The problem with any alternative currencies is that unless you get really large numbers of people involved, they have a limited usefulness. Ithaca Hours work because they're widely used, but only in Ithaca. If I had some of the notes, they would do me no good here in California

Money gains its value from being available as a means of payment and because it preserves its value. Alternative currencies -- like the local currencies you mention -- are less available as a means of payment, because they are only accepted at some merchants, and they generally are pegged directly to dollars (although their community members generally will claim they are backed by "labor" or "time", but really they usually have a published and fixed exchange rate to the dollar).

For these two reasons, these currencies are not as valuable or as useful as dollars and cannot gain wide spread use even in the communities they launch in.

A great example of launching a new real and fully-fledged money is the history of the current Brazilian currency -- the Brazilian Real. Check it out!

We are starting new moneys at Xremata.com. Sign up for our Launch on the site. Contact us at info@xremata.com with any questions you have and follow us on twitter @xremata.

I'm sorry but the Peseta has not been used in Spain since 2001.......... I don't know where did you get that information from but it's just false...........

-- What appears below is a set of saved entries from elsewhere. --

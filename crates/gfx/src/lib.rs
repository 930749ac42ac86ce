//! Graphics-context abstraction.
//!
//! [`GraphicsDevice`] is the raw, GL-shaped backend interface. [`Context`]
//! sits on top of it and turns engine-level requests into device calls,
//! eliding redundant state changes. [`Shader`] wraps a linked program and its
//! introspected attribute/uniform locations.
//!
//! # Invariants
//! - `Context::set_feature` never issues an enable/disable that would not
//!   change device state.
//! - After `Context::switch_attributes(n)`, exactly slots `0..n` are enabled.
//! - A `Shader` only exists for a successfully compiled and linked program.
//!
//! [`RecordingDevice`] is an in-memory backend that records every call. It
//! drives the tests and the CLI's dry-run rendering.

mod context;
mod device;
mod recording;
mod shader;
pub mod shaders;

pub use context::Context;
pub use device::{BufferHandle, GraphicsDevice, ProgramHandle, ShaderHandle, UniformLocation};
pub use recording::{DeviceCall, RecordingDevice};
pub use shader::{Shader, ShaderSource, add_headers, numbered_listing};

use std::collections::BTreeMap;
use std::fmt;

/// Errors raised by the graphics context and shader programs.
#[derive(Debug, Clone, PartialEq, thiserror::Error)]
pub enum GfxError {
    #[error("error occurred while compiling {stage} shader: {log}")]
    Compile {
        stage: ShaderStage,
        log: String,
        /// Line-numbered source that failed.
        listing: String,
    },
    #[error("cannot link a program: {0}")]
    Link(String),
    #[error("cannot find attribute `{0}`")]
    MissingAttribute(String),
    #[error("cannot find uniform `{0}`")]
    MissingUniform(String),
}

/// Pipeline stage of a shader object.
#[derive(Debug, Clone, Copy, PartialEq, Eq, Hash, PartialOrd, Ord)]
pub enum ShaderStage {
    Vertex,
    Fragment,
}

impl fmt::Display for ShaderStage {
    fn fmt(&self, f: &mut fmt::Formatter<'_>) -> fmt::Result {
        match self {
            Self::Vertex => f.write_str("vertex"),
            Self::Fragment => f.write_str("fragment"),
        }
    }
}

/// Toggleable fixed-function state.
#[derive(Debug, Clone, Copy, PartialEq, Eq, Hash, PartialOrd, Ord)]
pub enum Feature {
    Blend,
    CullFace,
    DepthTest,
    Dither,
    PolygonOffsetFill,
    SampleAlphaToCoverage,
    SampleCoverage,
    ScissorTest,
    StencilTest,
}

/// Which buffers a clear call resets.
#[derive(Debug, Clone, Copy, PartialEq, Eq, Hash, Default)]
pub struct ClearMask {
    pub color: bool,
    pub depth: bool,
    pub stencil: bool,
}

impl ClearMask {
    pub fn is_empty(&self) -> bool {
        !(self.color || self.depth || self.stencil)
    }
}

/// How shaders react to names the linked program does not expose.
///
/// Drivers strip unused symbols, so a name declared in source may still be
/// absent after linking.
#[derive(Debug, Clone, Copy, PartialEq, Eq, Default)]
pub enum LookupPolicy {
    /// Writes to absent symbols are skipped.
    #[default]
    Lenient,
    /// Writes to absent symbols fail with `MissingAttribute`/`MissingUniform`.
    Strict,
}

/// Value of a preprocessor define injected ahead of shader source.
#[derive(Debug, Clone, Copy, PartialEq)]
pub enum DefineValue {
    /// `true` emits a bare `#define NAME`; `false` emits nothing.
    Bool(bool),
    /// Emits `#define NAME value`.
    Number(f64),
}

impl From<bool> for DefineValue {
    fn from(value: bool) -> Self {
        Self::Bool(value)
    }
}

impl From<f64> for DefineValue {
    fn from(value: f64) -> Self {
        Self::Number(value)
    }
}

impl From<i32> for DefineValue {
    fn from(value: i32) -> Self {
        Self::Number(value.into())
    }
}

/// Ordered define table; iteration order is the emitted order.
pub type Defines = BTreeMap<String, DefineValue>;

Anyway, if you still have pesetas in your house you can still go to the Spanish Central Bank and change them into Euros at no extra cost... so if anyone accepted any kind of payment in Pesetas it would be knowing that they're backed by Euros.

We are working for the advancement of Alternative Currency initiatives in Occupy Wall Street and The World.

Jct: All alternate interest-free currencies are back by Time at human labor. They're all LETS timebanks in the final analysis. Someday, there'll be a UNILETS timebank for all.

alternate currencies have been popping up since the recession occured and when the euro started losing value. like how the peseta has been used once again in spain and how different currencies are being used in a few neighborhoods in the US. so how do they gain value? are they backed by gold, silver or what?